====== Given data ======
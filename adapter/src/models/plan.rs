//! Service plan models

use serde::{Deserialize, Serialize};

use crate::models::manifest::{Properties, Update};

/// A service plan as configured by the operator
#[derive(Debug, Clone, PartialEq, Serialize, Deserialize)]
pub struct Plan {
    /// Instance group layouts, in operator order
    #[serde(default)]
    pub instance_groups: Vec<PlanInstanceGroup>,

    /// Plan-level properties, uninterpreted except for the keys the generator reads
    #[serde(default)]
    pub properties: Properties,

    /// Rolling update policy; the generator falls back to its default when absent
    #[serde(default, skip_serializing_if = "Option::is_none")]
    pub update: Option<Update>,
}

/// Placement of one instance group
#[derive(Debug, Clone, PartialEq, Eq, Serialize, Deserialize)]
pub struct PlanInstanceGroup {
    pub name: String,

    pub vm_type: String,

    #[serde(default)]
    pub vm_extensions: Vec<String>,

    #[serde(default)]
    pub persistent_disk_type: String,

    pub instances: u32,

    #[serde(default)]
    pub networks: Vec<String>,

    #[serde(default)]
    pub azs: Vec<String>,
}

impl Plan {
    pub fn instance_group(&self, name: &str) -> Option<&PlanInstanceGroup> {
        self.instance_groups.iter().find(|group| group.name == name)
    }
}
======
## [Activity]
Reproduce every record, making sure each one stays exactly the same.

## [Answer to this task]
filename adapter/src/models/plan.rs
//! Service plan models

use serde::{Deserialize, Serialize};

use crate::models::manifest::{Properties, Update};

/// A service plan as configured by the operator
#[derive(Debug, Clone, PartialEq, Serialize, Deserialize)]
pub struct Plan {
    /// Instance group layouts, in operator order
    #[serde(default)]
    pub instance_groups: Vec<PlanInstanceGroup>,

    /// Plan-level properties, uninterpreted except for the keys the generator reads
    #[serde(default)]
    pub properties: Properties,

    /// Rolling update policy; the generator falls back to its default when absent
    #[serde(default, skip_serializing_if = "Option::is_none")]
    pub update: Option<Update>,
}

/// Placement of one instance group
#[derive(Debug, Clone, PartialEq, Eq, Serialize, Deserialize)]
pub struct PlanInstanceGroup {
    pub name: String,

    pub vm_type: String,

    #[serde(default)]
    pub vm_extensions: Vec<String>,

    #[serde(default)]
    pub persistent_disk_type: String,

    pub instances: u32,

    #[serde(default)]
    pub networks: Vec<String>,

    #[serde(default)]
    pub azs: Vec<String>,
}

impl Plan {
    pub fn instance_group(&self, name: &str) -> Option<&PlanInstanceGroup> {
        self.instance_groups.iter().find(|group| group.name == name)
    }
}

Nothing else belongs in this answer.